There is thus a need to know what kind of fuel gas is used in a combustion engine. One solution might be to develop a dedicated gas sensor to determine the properties of the fuel gas. This could, however, increase complexity and costs when building and developing vehicle. There is thus a need for determining combustion properties of a fuel gas without requiring a dedicated fuel gas sensor.

SUMMARY OF THE INVENTION It is thus an objective of the present disclosure to present a method, a system, a vehicle, a computer program product, and a computer-readable medium for determining combustion properties of a two-phase fuel gas which does not require a dedicated gas sensor.

It is a further objective of the present disclosure to present a method, a system, a vehicle, a computer program product, and a computer-readable medium for determining combustion properties of a two-phase fuel which is less complex/costly.

It is a further objective of the present disclosure to present an alternative method, an alternative system, an alternative vehicle, an alternative computer program product, and an alternative computer-readable medium for determining combustion properties of a two-phase fuel.

At least some of these objectives are achieved by a method for determining at least one combustion property of a two-phase fuel gas. The method comprises the step of providing the fuel gas from substantially only a first of the two phases of the fuel gas to a combustion engine. The method further comprises the step of operating the combustion engine in such a way that a first λ-value is achieved in the combustion process. The method even further comprises the step of providing the fuel gas from substantially only a second of the two phases of the fuel gas to the combustion engine, wherein the second phase is different from the first phase and wherein the same volumetric air/fuel ratio is kept as when the combustion engine was operated with the first λ-value for the first phase. The method also comprises the step of determining a second λ-value when the combustion engine is operated with the fuel gas from substantially only the second of the two phases of the fuel gas. The method also comprises the step of determining at least one first combustion property of the fuel gas based on the second λ-value.

This determining of the combustion property/properties has the advantage that only components already present in state of the art vehicles are used. Especially λ-sensors are present in basically all vehicles. Thus, the method can easily be implemented in existing vehicles. Further, the low number of involved components facilitates a robust method.

In one example the at least one first combustion property relates to the energy content of the fuel gas and/or the knocking properties of the fuel gas. These are important properties for a combustion process and knowing them allows for improving environmental properties of the combustion process and/or the feeling the vehicle behaves for a driver.
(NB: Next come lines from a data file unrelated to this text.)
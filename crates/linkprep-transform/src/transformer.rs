//! Per-record assembly of prepared output records.

use std::thread;

use tracing::debug;

use linkprep_model::{
    OutputRecord, PreparedFields, RawRecord, RecordIssue, Result, TransformError,
};

use crate::nickname::NicknameTable;
use crate::normalization::{clean_month, clean_year, normalize_text};
use crate::options::TransformOptions;
use crate::segment::segment_given_name;

/// A prepared record plus the non-fatal issues noticed while building it.
#[derive(Debug, Clone, PartialEq, Eq)]
pub struct Transformed {
    pub record: OutputRecord,
    pub issues: Vec<RecordIssue>,
    /// True when the nickname table mapped the first given token to a
    /// different group. A token listed under its own name is not a change.
    pub nickname_applied: bool,
}

/// Turns raw source records into prepared records.
///
/// Holds no mutable state; one transformer can serve any number of threads.
#[derive(Debug, Clone)]
pub struct RecordTransformer<'a> {
    nicknames: &'a NicknameTable,
    options: TransformOptions,
}

impl<'a> RecordTransformer<'a> {
    pub fn new(nicknames: &'a NicknameTable, options: TransformOptions) -> Self {
        Self { nicknames, options }
    }

    pub fn options(&self) -> &TransformOptions {
        &self.options
    }

    /// Prepares one record.
    ///
    /// Every column not consumed by a required role is passed through. The
    /// caller must ensure no such column is named like a canonical output
    /// field (ingest rejects those); otherwise the output carries the name
    /// twice and lookups by name return the canonical value.
    ///
    /// # Errors
    ///
    /// Returns [`TransformError::MissingField`] naming the first required
    /// column that is absent from `raw`.
    pub fn transform(&self, raw: &RawRecord) -> Result<Transformed> {
        let columns = &self.options.fields;
        let raw_given = required(raw, &columns.given)?;
        let raw_family = required(raw, &columns.family)?;
        let raw_month = required(raw, &columns.month)?;
        let raw_year = required(raw, &columns.year)?;

        let mut issues = Vec::new();
        let given = normalize_text(raw_given);
        let family = normalize_text(raw_family);
        let month = clean_month(raw_month).unwrap_or_else(|| {
            invalid_unless_blank(&mut issues, &columns.month, raw_month);
            String::new()
        });
        let year = clean_year(raw_year, &self.options.years).unwrap_or_else(|| {
            invalid_unless_blank(&mut issues, &columns.year, raw_year);
            String::new()
        });

        let complete = format!("{given} {family}").trim().to_string();
        let (given_nickname, nickname_applied) = match given.split(' ').next() {
            Some(first) if !first.is_empty() => {
                let group = self.nicknames.resolve(first);
                let applied = group != first;
                (group, applied)
            }
            _ => (String::new(), false),
        };
        let segmentation = segment_given_name(&given);

        let passthrough = raw
            .iter()
            .filter(|(name, _)| !columns.is_required(name))
            .map(|(name, value)| (name.to_string(), value.to_string()))
            .collect();

        let prepared = PreparedFields {
            given,
            family,
            month,
            year,
            complete,
            given_nickname,
            segmentation,
        };
        Ok(Transformed {
            record: OutputRecord::assemble(prepared, passthrough),
            issues,
            nickname_applied,
        })
    }

    /// Prepares a batch of records, spreading contiguous chunks over worker
    /// threads. Results keep input order; a failed record does not affect
    /// its neighbours.
    pub fn transform_batch(&self, records: &[RawRecord]) -> Vec<Result<Transformed>> {
        let workers = self.options.worker_count().min(records.len());
        if workers <= 1 {
            return records.iter().map(|record| self.transform(record)).collect();
        }
        let chunk_size = records.len().div_ceil(workers);
        debug!(records = records.len(), workers, chunk_size, "transforming batch");

        thread::scope(|scope| {
            let handles: Vec<_> = records
                .chunks(chunk_size)
                .map(|chunk| {
                    scope.spawn(move || {
                        chunk
                            .iter()
                            .map(|record| self.transform(record))
                            .collect::<Vec<_>>()
                    })
                })
                .collect();
            handles
                .into_iter()
                .flat_map(|handle| {
                    handle
                        .join()
                        .unwrap_or_else(|payload| std::panic::resume_unwind(payload))
                })
                .collect()
        })
    }
}

/// Prepares one record with default options.
pub fn transform(raw: &RawRecord, nicknames: &NicknameTable) -> Result<Transformed> {
    RecordTransformer::new(nicknames, TransformOptions::default()).transform(raw)
}

fn required<'r>(raw: &'r RawRecord, field: &str) -> Result<&'r str> {
    raw.get(field).ok_or_else(|| TransformError::MissingField {
        field: field.to_string(),
    })
}

/// A blank month or year is simply unknown, not malformed.
fn invalid_unless_blank(issues: &mut Vec<RecordIssue>, field: &str, value: &str) {
    if value.trim().is_empty() {
        return;
    }
    issues.push(RecordIssue::InvalidNumericField {
        field: field.to_string(),
        value: value.to_string(),
    });
}
//! Derivation of a one-step nickname lookup from raw alias pairings.
//!
//! The collection links many names to many aliases with a probability each.
//! Linkage needs the opposite shape: every variant points at exactly one
//! group, and no group is itself a variant of another group. The stages
//! below narrow the pairings until that holds.

use std::collections::btree_map::Entry;
use std::collections::{BTreeMap, HashMap};

use serde::Serialize;
use tracing::{debug, info};

use crate::checks::sanity_check;
use crate::error::Result;
use crate::source::AliasRow;

/// Thresholds controlling how specific a name/group link must be.
#[derive(Debug, Clone, PartialEq)]
pub struct LookupOptions {
    /// Minimum probability that the group denotes the name.
    pub min_cond_prob: f64,
    /// Minimum number of pairings a group needs to be kept.
    pub min_group_count: usize,
    /// Minimum group length; shorter groups ("De", "Ki") are usually
    /// fragments of a compound name.
    pub min_group_len: usize,
    /// Passes allowed for collapsing chains.
    pub max_chain_passes: usize,
}

impl Default for LookupOptions {
    fn default() -> Self {
        Self {
            min_cond_prob: 0.3,
            min_group_count: 5,
            min_group_len: 3,
            max_chain_passes: 10,
        }
    }
}

/// One row of the finished lookup (lowercase).
#[derive(Debug, Clone, PartialEq, Eq, PartialOrd, Ord, Serialize)]
pub struct LookupEntry {
    pub raw_name: String,
    pub name_group: String,
}

/// Row counts removed or rewritten by each stage.
#[derive(Debug, Clone, Default, PartialEq, Eq, Serialize)]
pub struct LookupReport {
    pub input_rows: usize,
    pub multi_word_names: usize,
    pub short_groups: usize,
    pub rare_groups: usize,
    pub improbable_pairs: usize,
    pub not_top_ranked: usize,
    pub loops_resolved: usize,
    pub identities_dropped: usize,
    pub chain_passes: usize,
    pub entries: usize,
}

/// The finished lookup plus its stage report.
#[derive(Debug, Clone)]
pub struct LookupTable {
    pub entries: Vec<LookupEntry>,
    pub report: LookupReport,
}

#[derive(Debug, Clone)]
struct Pair {
    name: String,
    group: String,
    cond_prob: f64,
}

/// A surviving name → group link, keyed by name.
#[derive(Debug, Clone)]
pub(crate) struct Link {
    pub(crate) group: String,
    pub(crate) cond_prob: f64,
    /// Size of the original group at the count stage.
    pub(crate) group_count: usize,
}

struct Candidate {
    pair: Pair,
    tied: bool,
}

/// Builds the lookup from alias rows.
///
/// # Errors
///
/// Returns [`crate::NicknameError::SanityCheck`] when the result still
/// contains chains or breaks a threshold, which can happen when the chain
/// pass limit is reached on cyclic data.
pub fn build_lookup(rows: Vec<AliasRow>, options: &LookupOptions) -> Result<LookupTable> {
    let mut report = LookupReport {
        input_rows: rows.len(),
        ..LookupReport::default()
    };

    // Only the first word of a first name takes part in linkage.
    let mut pairs = Vec::with_capacity(rows.len());
    for row in rows {
        let name = row.name.trim().to_uppercase();
        if name.is_empty() {
            continue;
        }
        if name.contains(' ') {
            report.multi_word_names += 1;
            continue;
        }
        let group: String = row
            .alias
            .to_uppercase()
            .chars()
            .filter(|ch| !ch.is_whitespace())
            .collect();
        if group.chars().count() < options.min_group_len {
            report.short_groups += 1;
            continue;
        }
        pairs.push(Pair {
            name,
            group,
            cond_prob: row.cond_prob,
        });
    }

    let mut group_counts: HashMap<String, usize> = HashMap::new();
    for pair in &pairs {
        *group_counts.entry(pair.group.clone()).or_default() += 1;
    }
    let group_count = |group: &str| group_counts.get(group).copied().unwrap_or(0);

    let before = pairs.len();
    pairs.retain(|pair| group_count(&pair.group) >= options.min_group_count);
    report.rare_groups = before - pairs.len();

    let before = pairs.len();
    pairs.retain(|pair| pair.cond_prob >= options.min_cond_prob);
    report.improbable_pairs = before - pairs.len();

    let candidates = pairs.len();
    let mut links = top_ranked(pairs, &group_count);
    report.not_top_ranked = candidates - links.len();

    report.loops_resolved = resolve_loops(&mut links, &group_count);

    let before = links.len();
    links.retain(|name, link| *name != link.group);
    report.identities_dropped = before - links.len();

    report.chain_passes = collapse_chains(&mut links, options.max_chain_passes);

    sanity_check(&links, options)?;

    let mut entries: Vec<LookupEntry> = links
        .into_iter()
        .map(|(name, link)| LookupEntry {
            raw_name: name.to_lowercase(),
            name_group: link.group.to_lowercase(),
        })
        .collect();
    entries.sort();
    report.entries = entries.len();
    info!(
        input_rows = report.input_rows,
        entries = report.entries,
        loops_resolved = report.loops_resolved,
        chain_passes = report.chain_passes,
        "nickname lookup built"
    );
    Ok(LookupTable { entries, report })
}

/// Keeps, per name, the single most probable group. A tie at the top means
/// the name is ambiguous and it is dropped.
fn top_ranked(pairs: Vec<Pair>, group_count: &impl Fn(&str) -> usize) -> BTreeMap<String, Link> {
    let mut best: BTreeMap<String, Candidate> = BTreeMap::new();
    for pair in pairs {
        match best.entry(pair.name.clone()) {
            Entry::Vacant(slot) => {
                slot.insert(Candidate { pair, tied: false });
            }
            Entry::Occupied(mut slot) => {
                let current = slot.get_mut();
                if pair.cond_prob > current.pair.cond_prob {
                    *current = Candidate { pair, tied: false };
                } else if pair.cond_prob == current.pair.cond_prob {
                    current.tied = true;
                }
            }
        }
    }
    best.into_iter()
        .filter(|(_, candidate)| !candidate.tied)
        .map(|(name, candidate)| {
            let link = Link {
                group_count: group_count(&candidate.pair.group),
                group: candidate.pair.group,
                cond_prob: candidate.pair.cond_prob,
            };
            (name, link)
        })
        .collect()
}

/// Resolves two-name loops (CHRIS → CHRISTOPHER and CHRISTOPHER → CHRIS)
/// toward the larger group; equal sizes keep the alphabetically first
/// group. Returns the number of loops found.
fn resolve_loops(links: &mut BTreeMap<String, Link>, group_count: &impl Fn(&str) -> usize) -> usize {
    let mut replacements: HashMap<String, String> = HashMap::new();
    let mut loops = 0usize;
    for (name, link) in links.iter() {
        let Some(back) = links.get(&link.group) else {
            continue;
        };
        // Visit each loop once, from its alphabetically first member.
        if back.group != *name || *name >= link.group {
            continue;
        }
        loops += 1;
        let (winner, loser) = if group_count(&link.group) > group_count(name) {
            (link.group.clone(), name.clone())
        } else {
            (name.clone(), link.group.clone())
        };
        debug!(winner = %winner, loser = %loser, "resolved nickname loop");
        replacements.insert(loser, winner);
    }
    for link in links.values_mut() {
        if let Some(winner) = replacements.get(&link.group) {
            link.group = winner.clone();
        }
    }
    loops
}

/// Shortens chains (BACKY → BECKY → REBECCA becomes BACKY → REBECCA).
/// Returns the number of passes that changed something.
fn collapse_chains(links: &mut BTreeMap<String, Link>, max_passes: usize) -> usize {
    let mut passes = 0usize;
    for _ in 0..max_passes {
        let shortened: Vec<(String, String)> = links
            .iter()
            .filter_map(|(name, link)| {
                links
                    .get(&link.group)
                    .map(|next| (name.clone(), next.group.clone()))
            })
            .collect();
        if shortened.is_empty() {
            break;
        }
        passes += 1;
        for (name, group) in shortened {
            if let Some(link) = links.get_mut(&name) {
                link.group = group;
            }
        }
    }
    passes
}

#[cfg(test)]
mod tests {
    use super::*;

    /// Five names per group so every group passes the count threshold.
    fn group_rows(group: &str, names: &[&str], prob: f64) -> Vec<AliasRow> {
        names
            .iter()
            .map(|name| AliasRow::new(name, group, prob))
            .collect()
    }

    #[test]
    fn drops_multi_word_and_short_groups() {
        let mut rows = group_rows("ROBERT", &["BOB", "ROB", "BOBBY", "ROBBIE", "BERT"], 0.9);
        rows.push(AliasRow::new("MARY ANN", "ROBERT", 0.9));
        rows.push(AliasRow::new("DEE", "DE", 0.9));
        let table = build_lookup(rows, &LookupOptions::default()).unwrap();
        assert_eq!(table.report.multi_word_names, 1);
        assert_eq!(table.report.short_groups, 1);
        assert_eq!(table.entries.len(), 5);
        assert!(table.entries.iter().all(|e| e.name_group == "robert"));
    }

    #[test]
    fn drops_rare_groups_and_improbable_pairs() {
        let mut rows = group_rows("ROBERT", &["BOB", "ROB", "BOBBY", "ROBBIE", "BERT"], 0.9);
        rows.extend(group_rows("ZED", &["Z1", "Z2"], 0.9));
        rows[0].cond_prob = 0.1;
        let table = build_lookup(rows, &LookupOptions::default()).unwrap();
        assert_eq!(table.report.rare_groups, 2);
        assert_eq!(table.report.improbable_pairs, 1);
        assert_eq!(table.entries.len(), 4);
    }

    #[test]
    fn ties_at_the_top_are_dropped() {
        let mut rows = group_rows("ROBERT", &["BOB", "ROB", "BOBBY", "ROBBIE", "BERT"], 0.9);
        rows.extend(group_rows("HUBERT", &["BERT", "HUBIE", "HUB", "HUEY", "BERTIE"], 0.9));
        let table = build_lookup(rows, &LookupOptions::default()).unwrap();
        assert!(!table.entries.iter().any(|e| e.raw_name == "bert"));
        assert_eq!(table.report.not_top_ranked, 2);
    }

    #[test]
    fn loops_resolve_toward_larger_group() {
        let mut rows = group_rows(
            "CHRISTOPHER",
            &["CHRIS", "KIT", "TOPHER", "CHRISTY", "KRIS", "CRIS"],
            0.8,
        );
        rows.extend(group_rows(
            "CHRIS",
            &["CHRISTOPHER", "CHRISSY", "CHRISTINA", "CHRISTIAN", "KRISTOFER"],
            0.8,
        ));
        let table = build_lookup(rows, &LookupOptions::default()).unwrap();
        assert_eq!(table.report.loops_resolved, 1);
        let lookup: BTreeMap<&str, &str> = table
            .entries
            .iter()
            .map(|e| (e.raw_name.as_str(), e.name_group.as_str()))
            .collect();
        assert!(!lookup.contains_key("christopher"));
        assert_eq!(table.report.identities_dropped, 1);
        assert_eq!(lookup.get("chris"), Some(&"christopher"));
        assert_eq!(lookup.get("chrissy"), Some(&"christopher"));
        assert_eq!(lookup.get("kit"), Some(&"christopher"));
    }

    #[test]
    fn chains_collapse() {
        let mut rows = group_rows(
            "REBECCA",
            &["BECKY", "BECCA", "REBA", "REBEKAH", "BEX"],
            0.9,
        );
        rows.extend(group_rows(
            "BECKY",
            &["BACKY", "BECKI", "BECKIE", "BEKKY", "BEKI"],
            0.9,
        ));
        let table = build_lookup(rows, &LookupOptions::default()).unwrap();
        assert_eq!(table.report.chain_passes, 1);
        assert!(table.entries.iter().all(|e| e.name_group == "rebecca"));
        assert!(table.entries.contains(&LookupEntry {
            raw_name: "backy".to_string(),
            name_group: "rebecca".to_string(),
        }));
    }

    #[test]
    fn entries_are_sorted_and_lowercase() {
        let rows = group_rows("WILLIAM", &["WILL", "BILL", "LIAM", "BILLY", "WILLY"], 0.7);
        let table = build_lookup(rows, &LookupOptions::default()).unwrap();
        let names: Vec<&str> = table.entries.iter().map(|e| e.raw_name.as_str()).collect();
        assert_eq!(names, vec!["bill", "billy", "liam", "will", "willy"]);
    }
}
In one example the method further comprises the step of determining a first set of possible compositions of the fuel gas based on the second λ-value. Knowing the compositions allows for specific adaptions in the combustion process.

In one example the first phase is a gaseous phase and the second phase is a liquid phase.

In one example the method further comprises the step of determining a pressure in a fuel gas tank which comprises the two-phase fuel gas and determining a temperature in said fuel gas tank which comprises the two-phase fuel gas. This allows for further and/or more precise adaptions.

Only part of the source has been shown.